use actix_cors::Cors;
use actix_multipart::Multipart;
use actix_web::http::header;
use actix_web::{web, App, HttpResponse, HttpServer, Result as ActixResult};
use futures_util::StreamExt;
use lexitag_core::{
    apply_classifier, apply_scorer, filter_by_label, Column, DictionarySet, SentimentDictionary,
    SentimentLabel, Table,
};
use serde::Serialize;
use std::collections::HashMap;
use std::sync::Arc;
use tracing::debug;

const SENTIMENT_FILENAME: &str = "sentiment_analysis_results.csv";
const CLASSIFY_FILENAME: &str = "classified_data.csv";

/// Dictionaries used when a request does not bring its own.
///
/// Read-only once the server starts.
#[derive(Debug, Clone, Default)]
pub struct AnalysisDefaults {
    pub sentiment: SentimentDictionary,
    pub dictionaries: DictionarySet,
}

#[derive(Serialize)]
struct DatasetInfo<'a> {
    rows: usize,
    columns: &'a [Column],
    text_columns: Vec<&'a str>,
}

/// Parts of a `multipart/form-data` upload
#[derive(Default)]
struct UploadForm {
    file: Option<Vec<u8>>,
    fields: HashMap<String, String>,
}

impl UploadForm {
    fn field(&self, name: &str) -> Option<&str> {
        self.fields
            .get(name)
            .map(|value| value.trim())
            .filter(|value| !value.is_empty())
    }
}

pub struct RestApi;

impl RestApi {
    pub async fn start(defaults: Arc<AnalysisDefaults>, port: u16) -> std::io::Result<()> {
        HttpServer::new(move || {
            let cors = Cors::default()
                .allow_any_origin()
                .allow_any_method()
                .allow_any_header()
                .max_age(3600);

            App::new()
                .wrap(cors)
                .app_data(web::Data::new(defaults.clone()))
                .configure(configure)
        })
        .bind(("0.0.0.0", port))?
        .run()
        .await
    }
}

/// Register every route; shared by the server and the tests
pub fn configure(cfg: &mut web::ServiceConfig) {
    cfg.route("/dictionaries", web::get().to(list_dictionaries))
        .route("/sentiment/dictionary", web::get().to(get_sentiment_dictionary))
        .route("/datasets/inspect", web::post().to(inspect_dataset))
        .route("/sentiment", web::post().to(analyze_sentiment))
        .route("/classify", web::post().to(classify));
}

fn bad_request(message: impl ToString) -> HttpResponse {
    HttpResponse::BadRequest().json(serde_json::json!({
        "error": message.to_string()
    }))
}

fn csv_attachment(table: &Table, filename: &str) -> HttpResponse {
    match table.to_csv_string() {
        Ok(csv) => HttpResponse::Ok()
            .content_type("text/csv; charset=utf-8")
            .insert_header((
                header::CONTENT_DISPOSITION,
                format!("attachment; filename=\"{}\"", filename),
            ))
            .body(csv),
        Err(e) => bad_request(e),
    }
}

async fn read_form(mut payload: Multipart) -> ActixResult<UploadForm> {
    let mut form = UploadForm::default();

    while let Some(item) = payload.next().await {
        let mut field = item?;
        let name = field.name().unwrap_or_default().to_string();

        let mut bytes = Vec::new();
        while let Some(chunk) = field.next().await {
            bytes.extend_from_slice(&chunk?);
        }

        if name == "file" {
            form.file = Some(bytes);
        } else {
            form.fields.insert(name, String::from_utf8_lossy(&bytes).into_owned());
        }
    }

    Ok(form)
}

/// Parse the uploaded dataset and resolve the text column to analyze
fn load_upload(form: &UploadForm) -> Result<(Table, String), HttpResponse> {
    let bytes = form
        .file
        .as_deref()
        .ok_or_else(|| bad_request("Missing 'file' field"))?;
    let column = form
        .field("column")
        .ok_or_else(|| bad_request("Missing 'column' field"))?;

    let table = Table::from_csv_bytes(bytes)
        .map_err(|e| bad_request(format!("Error reading file: {}", e)))?;
    table.require_text_columns().map_err(bad_request)?;

    Ok((table, column.to_string()))
}

async fn list_dictionaries(
    defaults: web::Data<Arc<AnalysisDefaults>>,
) -> ActixResult<HttpResponse> {
    Ok(HttpResponse::Ok().json(&defaults.dictionaries))
}

async fn get_sentiment_dictionary(
    defaults: web::Data<Arc<AnalysisDefaults>>,
) -> ActixResult<HttpResponse> {
    Ok(HttpResponse::Ok().json(defaults.sentiment.to_terms()))
}

async fn inspect_dataset(payload: Multipart) -> ActixResult<HttpResponse> {
    let form = read_form(payload).await?;
    let bytes = match form.file.as_deref() {
        Some(bytes) => bytes,
        None => return Ok(bad_request("Missing 'file' field")),
    };

    let table = match Table::from_csv_bytes(bytes) {
        Ok(table) => table,
        Err(e) => return Ok(bad_request(format!("Error reading file: {}", e))),
    };
    let text_columns = match table.require_text_columns() {
        Ok(columns) => columns,
        Err(e) => return Ok(bad_request(e)),
    };

    Ok(HttpResponse::Ok().json(DatasetInfo {
        rows: table.len(),
        columns: table.columns(),
        text_columns,
    }))
}

async fn analyze_sentiment(
    defaults: web::Data<Arc<AnalysisDefaults>>,
    payload: Multipart,
) -> ActixResult<HttpResponse> {
    let form = read_form(payload).await?;
    let (table, column) = match load_upload(&form) {
        Ok(upload) => upload,
        Err(response) => return Ok(response),
    };

    let label = match form.field("label").map(str::parse::<SentimentLabel>).transpose() {
        Ok(label) => label,
        Err(e) => return Ok(bad_request(e)),
    };

    let custom;
    let dictionary = match form.field("dictionary") {
        Some(text) => {
            custom = SentimentDictionary::parse(text);
            &custom
        }
        None => &defaults.sentiment,
    };
    debug!(
        positive = dictionary.positive_count(),
        negative = dictionary.negative_count(),
        "Scoring upload"
    );

    let scored = match apply_scorer(&table, &column, dictionary) {
        Ok(scored) => scored,
        Err(e) => return Ok(bad_request(e)),
    };
    let scored = match label {
        Some(label) => match filter_by_label(&scored, label) {
            Ok(filtered) => filtered,
            Err(e) => return Ok(bad_request(e)),
        },
        None => scored,
    };

    Ok(csv_attachment(&scored, SENTIMENT_FILENAME))
}

async fn classify(
    defaults: web::Data<Arc<AnalysisDefaults>>,
    payload: Multipart,
) -> ActixResult<HttpResponse> {
    let form = read_form(payload).await?;
    let (table, column) = match load_upload(&form) {
        Ok(upload) => upload,
        Err(response) => return Ok(response),
    };

    let custom;
    let dictionaries = match form.field("dictionaries") {
        Some(json) => match DictionarySet::from_json(json) {
            Ok(set) => {
                custom = set;
                &custom
            }
            Err(e) => return Ok(bad_request(e)),
        },
        None => &defaults.dictionaries,
    };
    debug!(dictionaries = dictionaries.len(), "Classifying upload");

    match apply_classifier(&table, &column, dictionaries) {
        Ok(classified) => Ok(csv_attachment(&classified, CLASSIFY_FILENAME)),
        Err(e) => Ok(bad_request(e)),
    }
}

#[cfg(test)]
mod tests {
    use super::*;
    use actix_web::{http::StatusCode, test};

    const BOUNDARY: &str = "lexitag-test-boundary";

    fn multipart(parts: &[(&str, &str)]) -> (String, String) {
        let mut body = String::new();
        for (name, value) in parts {
            body.push_str(&format!("--{}\r\n", BOUNDARY));
            if *name == "file" {
                body.push_str(
                    "Content-Disposition: form-data; name=\"file\"; filename=\"data.csv\"\r\n\
                     Content-Type: text/csv\r\n",
                );
            } else {
                body.push_str(&format!("Content-Disposition: form-data; name=\"{}\"\r\n", name));
            }
            body.push_str("\r\n");
            body.push_str(value);
            body.push_str("\r\n");
        }
        body.push_str(&format!("--{}--\r\n", BOUNDARY));
        (format!("multipart/form-data; boundary={}", BOUNDARY), body)
    }

    fn post(uri: &str, parts: &[(&str, &str)]) -> actix_web::test::TestRequest {
        let (content_type, body) = multipart(parts);
        test::TestRequest::post()
            .uri(uri)
            .insert_header((header::CONTENT_TYPE, content_type))
            .set_payload(body)
    }

    macro_rules! app {
        () => {
            test::init_service(
                App::new()
                    .app_data(web::Data::new(Arc::new(AnalysisDefaults::default())))
                    .configure(configure),
            )
            .await
        };
    }

    #[actix_web::test]
    async fn test_list_dictionaries() {
        let app = app!();
        let req = test::TestRequest::get().uri("/dictionaries").to_request();
        let body: serde_json::Value = test::call_and_read_body_json(&app, req).await;

        assert_eq!(body["urgency_marketing"].as_array().unwrap().len(), 17);
        assert_eq!(body["exclusive_marketing"].as_array().unwrap().len(), 15);
    }

    #[actix_web::test]
    async fn test_sentiment_dictionary() {
        let app = app!();
        let req = test::TestRequest::get().uri("/sentiment/dictionary").to_request();
        let body: serde_json::Value = test::call_and_read_body_json(&app, req).await;

        assert_eq!(body["positive"].as_array().unwrap().len(), 15);
        assert_eq!(body["negative"][0], "angry");
    }

    #[actix_web::test]
    async fn test_inspect_dataset() {
        let app = app!();
        let req = post("/datasets/inspect", &[("file", "id,text\n1,hello\n2,world\n")]).to_request();
        let body: serde_json::Value = test::call_and_read_body_json(&app, req).await;

        assert_eq!(body["rows"], 2);
        assert_eq!(body["text_columns"], serde_json::json!(["text"]));
        assert_eq!(body["columns"][0]["kind"], "integer");
    }

    #[actix_web::test]
    async fn test_inspect_without_text_columns() {
        let app = app!();
        let req = post("/datasets/inspect", &[("file", "a,b\n1,2\n")]).to_request();
        let resp = test::call_service(&app, req).await;
        assert_eq!(resp.status(), StatusCode::BAD_REQUEST);
    }

    #[actix_web::test]
    async fn test_sentiment_upload() {
        let app = app!();
        let req = post(
            "/sentiment",
            &[
                ("file", "id,text\n1,good good bad\n2,nothing\n"),
                ("column", "text"),
                ("dictionary", "good,positive\nbad,negative"),
            ],
        )
        .to_request();
        let resp = test::call_service(&app, req).await;
        assert_eq!(resp.status(), StatusCode::OK);
        assert!(resp
            .headers()
            .get(header::CONTENT_DISPOSITION)
            .unwrap()
            .to_str()
            .unwrap()
            .contains(SENTIMENT_FILENAME));

        let body = test::read_body(resp).await;
        let csv = std::str::from_utf8(&body).unwrap();
        assert_eq!(
            csv,
            "id,text,sentiment_score,sentiment_label\n\
             1,good good bad,0.3333333333333333,Positive\n\
             2,nothing,0.0,Neutral\n"
        );
    }

    #[actix_web::test]
    async fn test_sentiment_label_filter() {
        let app = app!();
        let req = post(
            "/sentiment",
            &[
                ("file", "text\ngood\nawful\nplain\n"),
                ("column", "text"),
                ("label", "negative"),
            ],
        )
        .to_request();
        let body = test::call_and_read_body(&app, req).await;
        let csv = std::str::from_utf8(&body).unwrap();
        assert_eq!(csv, "text,sentiment_score,sentiment_label\nawful,-1.0,Negative\n");
    }

    #[actix_web::test]
    async fn test_classify_upload() {
        let app = app!();
        let req = post(
            "/classify",
            &[
                ("file", "ID,Statement\n1,Exclusive deal for VIP members\n"),
                ("column", "Statement"),
                ("dictionaries", r#"{"vip": ["VIP"]}"#),
            ],
        )
        .to_request();
        let body = test::call_and_read_body(&app, req).await;
        let csv = std::str::from_utf8(&body).unwrap();
        assert_eq!(
            csv,
            "ID,Statement,vip_count,vip_present,vip_matches\n\
             1,Exclusive deal for VIP members,1,True,vip\n"
        );
    }

    #[actix_web::test]
    async fn test_errors_are_bad_requests() {
        let app = app!();

        let cases: Vec<(&str, Vec<(&str, &str)>)> = vec![
            ("/sentiment", vec![("column", "text")]),
            ("/sentiment", vec![("file", "text\nhi\n")]),
            ("/sentiment", vec![("file", "text\nhi\n"), ("column", "missing")]),
            ("/sentiment", vec![("file", "a,b\n1,2\n1,2,3\n"), ("column", "a")]),
            ("/sentiment", vec![("file", "text\nhi\n"), ("column", "text"), ("label", "mixed")]),
            ("/classify", vec![("file", "text\nhi\n"), ("column", "text"), ("dictionaries", "[")]),
        ];

        for (uri, parts) in cases {
            let resp = test::call_service(&app, post(uri, &parts).to_request()).await;
            assert_eq!(resp.status(), StatusCode::BAD_REQUEST, "{} {:?}", uri, parts);
            let body: serde_json::Value = test::read_body_json(resp).await;
            assert!(body["error"].is_string());
        }
    }
}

================================

→ What to produce: A single number is required: the count of lines in the listing that contain the string "StatusCode".

→ Reply: 4